To any psychopath, death is not ‘wrong’ or a criminal act. To Hannibal Lecter, he is playing God himself when he absolves all “pigs” – people he deems “rude” and unworthy of living civilized human lives. He says, “Killing must feel good to God too – he does it all the time, and are we not created in his image?” to Will Graham, his patient, and FBI profiler when the latter is toying with his newfound affinity towards killing. 

      Hannibal’s eccentric clothing makes him stand out the way a Michelangelo classic would in a Salvador Dali-themed art gallery. Planted against his red and white-looking curtains in his counseling room, the crescendo of Hannibal’s character reaches its peak when he realizes that as much as he wants to toy with Will Graham’s sanity, he is drawn to the understanding that they share. It reaches the extent that he falls in love with him, session by session, post which all his crime scenes start displaying hints he wants Will to catch up on or crimes he commits specifically for Will’s ‘welfare’. Fuller does a brilliant job of depicting a psychopathic predator’s love for taking an elegant, insane, yet beautiful form, one murder scene at a time.

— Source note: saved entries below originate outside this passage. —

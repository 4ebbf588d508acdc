//! Pins real threads through the operating system and reads the affinity back.
//!
//! Tests either pin a thread they spawned themselves or restore the affinity of the test thread
//! before returning, so the test harness threads keep their affinity.

#![cfg(target_os = "linux")]

use std::thread;

use stress_cpus::{
    LogicalProcessorSet, ambient_logical_processor_set, current_os_thread_id,
    pin_thread_to_logical_processor, pin_to_logical_processor, pin_to_logical_processors,
};

#[test]
#[cfg_attr(miri, ignore)] // Miri cannot call platform APIs.
fn ambient_set_is_not_empty() {
    let ambient = ambient_logical_processor_set().unwrap();

    assert!(!ambient.is_empty());
    assert!(ambient.count() <= 1 << 20);
}

#[test]
#[cfg_attr(miri, ignore)] // Miri cannot call platform APIs.
fn pinned_thread_reports_single_processor() {
    let ambient = ambient_logical_processor_set().unwrap();
    let last = ambient.iter().last().unwrap();

    thread::spawn(move || {
        assert!(pin_to_logical_processor(last, "pinned worker"));

        // The cached ambient set must not reflect the pin.
        assert_eq!(ambient_logical_processor_set().unwrap(), ambient);
    })
    .join()
    .unwrap();
}

#[test]
#[cfg_attr(miri, ignore)] // Miri cannot call platform APIs.
fn pins_other_thread_by_id() {
    let ambient = ambient_logical_processor_set().unwrap();
    let first = ambient.first().unwrap();

    let (id_tx, id_rx) = std::sync::mpsc::channel();
    let (done_tx, done_rx) = std::sync::mpsc::channel::<()>();

    let target = thread::spawn(move || {
        id_tx.send(current_os_thread_id()).unwrap();

        // Stay alive until the other side has pinned us.
        done_rx.recv().unwrap();
    });

    let thread_id = id_rx.recv().unwrap();
    assert!(thread_id > 0);
    assert_ne!(thread_id, current_os_thread_id());

    let pinned = pin_thread_to_logical_processor(first, thread_id, "remote worker");

    done_tx.send(()).unwrap();
    target.join().unwrap();

    assert!(pinned);
}

#[test]
#[cfg_attr(miri, ignore)] // Miri cannot call platform APIs.
fn pins_to_whole_set() {
    let ambient = ambient_logical_processor_set().unwrap();

    thread::spawn(move || {
        assert!(pin_to_logical_processors(&ambient, "helper"));
    })
    .join()
    .unwrap();
}

#[test]
#[cfg_attr(miri, ignore)] // Miri cannot call platform APIs.
fn empty_set_is_refused() {
    thread::spawn(|| {
        assert!(!pin_to_logical_processors(&LogicalProcessorSet::new(), "helper"));
    })
    .join()
    .unwrap();
}

#[test]
#[cfg_attr(miri, ignore)] // Miri cannot call platform APIs.
fn repins_calling_thread() {
    let ambient = ambient_logical_processor_set().unwrap();
    let first = ambient.first().unwrap();

    // Give the test thread its full affinity back even if an assertion fails.
    let _restore = scopeguard::guard(ambient.clone(), |ambient| {
        _ = pin_to_logical_processors(&ambient, "test thread");
    });

    assert!(pin_to_logical_processor(first, "test thread"));

    // Moving between processors more than once must keep working.
    let last = ambient.iter().last().unwrap();
    assert!(pin_to_logical_processor(last, "test thread"));
}
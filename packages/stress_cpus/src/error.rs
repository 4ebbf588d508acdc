use std::io;

use thiserror::Error;

use crate::{DeviceRange, LogicalProcessor};

/// Errors that can occur when building the topology, configuring a run or preparing workers.
///
/// All of these are fatal for the run that encounters them: they are reported before any test
/// executes. Pinning failures in the middle of a run are not errors - they are reported as a
/// `false` result to the caller, who decides what to do.
#[derive(Debug, Error)]
#[non_exhaustive]
pub enum Error {
    /// Discovery (or a subsequent restriction) produced a topology with no packages.
    #[error("processor topology is empty - no usable hardware threads were discovered")]
    InvalidTopology,

    /// A process-wide topology has already been installed.
    #[error("the process-wide processor topology has already been installed")]
    TopologyAlreadyInstalled,

    /// A worker could not be pinned to its initial processor, so test isolation is not possible.
    #[error("failed to pin worker {worker} to logical processor {processor}")]
    PinFailed {
        /// Index of the worker that failed to pin.
        worker: usize,

        /// The processor the worker was supposed to run on.
        processor: LogicalProcessor,
    },

    /// A worker index does not belong to the run.
    #[error("worker {worker} does not exist - the run has {worker_count} workers")]
    UnknownWorker {
        /// The worker index that was provided.
        worker: usize,

        /// Number of workers in the run.
        worker_count: usize,
    },

    /// The migration policy name is not one we recognize.
    #[error("unknown reschedule policy '{value}' - expected one of: none, queue, random, barrier")]
    UnknownPolicy {
        /// The value that was provided.
        value: String,
    },

    /// A migration policy was requested but there are not enough workers to migrate between.
    #[error("rescheduling requires at least two worker threads but only {requested} are configured")]
    NotEnoughWorkers {
        /// The number of workers configured.
        requested: usize,
    },

    /// The processor set restriction expression is not valid.
    #[error("invalid cpuset '{expression}': {problem}")]
    InvalidCpuSet {
        /// The expression (or the offending part of it).
        expression: String,

        /// A human-readable description of the problem.
        problem: String,
    },

    /// The processor set restriction did not match any hardware thread.
    #[error("cpuset does not select any of the discovered hardware threads")]
    EmptyCpuSet,

    /// The processor set restriction selected a processor the process is not allowed to use.
    #[error("cpuset selects logical processor {processor}, which is not available to this process")]
    CpuSetOutsideAmbient {
        /// The first offending processor.
        processor: LogicalProcessor,
    },

    /// A device range does not fit into the list of discovered devices.
    #[error("device range {range} is out of bounds for {device_count} devices")]
    DeviceRangeOutOfBounds {
        /// The requested range.
        range: DeviceRange,

        /// Number of devices available.
        device_count: usize,
    },

    /// The operating system refused to report the processors available to the process.
    #[error("failed to query processor affinity: {0}")]
    AffinityQuery(#[source] io::Error),
}

/// A specialized `Result` type for this crate, returning the crate's [`Error`] type as the error
/// value.
pub(crate) type Result<T> = std::result::Result<T, Error>;

#[cfg(test)]
#[cfg_attr(coverage_nightly, coverage(off))]
mod tests {
    use std::fmt::Debug;

    use static_assertions::assert_impl_all;

    use super::*;

    assert_impl_all!(Error: Send, Sync, Debug);

    #[test]
    fn messages_carry_context() {
        let error = Error::PinFailed {
            worker: 3,
            processor: LogicalProcessor::new(17),
        };
        assert_eq!(
            error.to_string(),
            "failed to pin worker 3 to logical processor 17"
        );

        let error = Error::DeviceRangeOutOfBounds {
            range: DeviceRange::new(6, 4),
            device_count: 8,
        };
        assert_eq!(
            error.to_string(),
            "device range [6, +4) is out of bounds for 8 devices"
        );
    }
}
#![cfg_attr(coverage_nightly, coverage(off))]

use std::fmt::Debug;
use std::io;
#[cfg(test)]
use std::sync::Arc;

#[cfg(test)]
use crate::pal::MockPlatform;
#[cfg(all(test, target_os = "linux", not(miri)))]
use crate::pal::fallback::BuildTargetPlatform as FallbackPlatform;
use crate::pal::{BUILD_TARGET_PLATFORM, BuildTargetPlatform, Platform};
use crate::{LogicalProcessorSet, OsThreadId};

/// Enum to hide the real/fallback/mock choice behind a single wrapper type.
#[derive(Clone)]
pub(crate) enum PlatformFacade {
    Target(&'static BuildTargetPlatform),

    #[cfg(all(test, target_os = "linux", not(miri)))]
    Fallback(&'static FallbackPlatform),

    #[cfg(test)]
    Mock(Arc<MockPlatform>),
}

impl PlatformFacade {
    pub(crate) const fn target() -> Self {
        Self::Target(&BUILD_TARGET_PLATFORM)
    }

    #[cfg(all(test, target_os = "linux", not(miri)))]
    pub(crate) const fn fallback() -> Self {
        Self::Fallback(&crate::pal::fallback::BUILD_TARGET_PLATFORM)
    }

    #[cfg(test)]
    pub(crate) fn from_mock(mock: MockPlatform) -> Self {
        Self::Mock(Arc::new(mock))
    }
}

impl Platform for PlatformFacade {
    fn pin_thread(
        &self,
        thread: Option<OsThreadId>,
        processors: &LogicalProcessorSet,
    ) -> io::Result<()> {
        match self {
            Self::Target(p) => p.pin_thread(thread, processors),
            #[cfg(all(test, target_os = "linux", not(miri)))]
            Self::Fallback(p) => p.pin_thread(thread, processors),
            #[cfg(test)]
            Self::Mock(p) => p.pin_thread(thread, processors),
        }
    }

    fn thread_processors(&self) -> io::Result<LogicalProcessorSet> {
        match self {
            Self::Target(p) => p.thread_processors(),
            #[cfg(all(test, target_os = "linux", not(miri)))]
            Self::Fallback(p) => p.thread_processors(),
            #[cfg(test)]
            Self::Mock(p) => p.thread_processors(),
        }
    }

    fn current_thread_id(&self) -> OsThreadId {
        match self {
            Self::Target(p) => p.current_thread_id(),
            #[cfg(all(test, target_os = "linux", not(miri)))]
            Self::Fallback(p) => p.current_thread_id(),
            #[cfg(test)]
            Self::Mock(p) => p.current_thread_id(),
        }
    }
}

impl Default for PlatformFacade {
    fn default() -> Self {
        Self::target()
    }
}

#[cfg(test)]
impl From<MockPlatform> for PlatformFacade {
    fn from(p: MockPlatform) -> Self {
        Self::from_mock(p)
    }
}

impl Debug for PlatformFacade {
    fn fmt(&self, f: &mut std::fmt::Formatter<'_>) -> std::fmt::Result {
        match self {
            Self::Target(inner) => inner.fmt(f),
            #[cfg(all(test, target_os = "linux", not(miri)))]
            Self::Fallback(inner) => inner.fmt(f),
            #[cfg(test)]
            Self::Mock(inner) => inner.fmt(f),
        }
    }
}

      Hannibal crafts his crime scenes as if they are his Art installations, his Odes to Death. There is a particular crime scene in Bryan Fuller’s Hannibal wherein Hannibal thinly slices Dr. Beverly Katz, the forensic expert working with the FBI, who comes very close to uncovering Hannibal’s true identity. He puts her sliced body up in thin glass panels in the manner she had studied biological samples throughout her career and puts them up for display in a science museum. If there is one thing Hannibal loves more than killing for “poetic justice”, it is symbolism in the display of his crime scenes. Further, a judge Hannibal deems unworthy of deciding on Will’s trial is found in his own courtroom, impaled on a stand holding the scales of Justice, one scale holding up his brain and the other his heart. Hannibal even goes to the extent of pulling down the judge’s scalp skin to cover his eyes, for Justice is, after all, blind. 

      Ultimately, Hannibal is a predator with, what we would call in psychological terms, ‘Aesthetic Needs’ ranking pretty low in his Hierarchy of Needs. He doesn’t kill for any ulterior motive but does it simply because that’s who he is.  The juxtaposition of all the sublime pastels of his Artistic Needs, when pasted against the dark mattes of his Predatory Instincts, creates a poetically complex Hannibal Lecter who you fear only because his personality lures you in. 

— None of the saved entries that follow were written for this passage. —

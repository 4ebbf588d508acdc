use rand::Rng;

/// Picks a uniformly random device on every call. Holds no mutable state.
#[derive(Debug)]
pub(super) struct RandomSchedule {
    device_count: usize,
}

impl RandomSchedule {
    pub(super) fn new(device_count: usize) -> Self {
        assert!(device_count > 0, "random selection needs at least one device");

        Self { device_count }
    }

    pub(super) fn next_device(&self) -> usize {
        rand::rng().random_range(0..self.device_count)
    }
}
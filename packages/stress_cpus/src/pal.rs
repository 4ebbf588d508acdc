//! Platform Abstraction Layer (PAL). Everything that talks to the operating system about thread
//! affinity goes through the `Platform` trait defined here, so the layers above can be tested
//! against a mock.

mod abstractions;
pub(crate) use abstractions::*;

mod facade;
pub(crate) use facade::*;

#[cfg(all(target_os = "linux", not(miri)))]
mod linux;
#[cfg(all(target_os = "linux", not(miri)))]
pub(crate) use linux::*;

// The fallback module is compiled in test mode on all platforms, under Miri, and as the primary
// implementation on unsupported platforms. On Linux in test mode it must be accessed via the
// explicit path `fallback::` to avoid ambiguity with the real implementation.
#[cfg(any(test, miri, not(target_os = "linux")))]
pub(crate) mod fallback;

#[cfg(any(miri, not(target_os = "linux")))]
pub(crate) use fallback::*;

      I have learned that you can always see reflections of the artist in whatever art they create. Thomas Harris must have had some very intriguing experiences to have crafted such a cult favorite psychopathic icon named Hannibal Lecter. Of course, there isn’t much material available on Harris’s personal life because he maintains a very private life with a “general aura of mystery, going so far as to not participate in interviews. All the media knows about him is that he considers writing to be a form of torture. It is a statement I am sure Hannibal Lecter would have made if he were hiding undercover as a writer.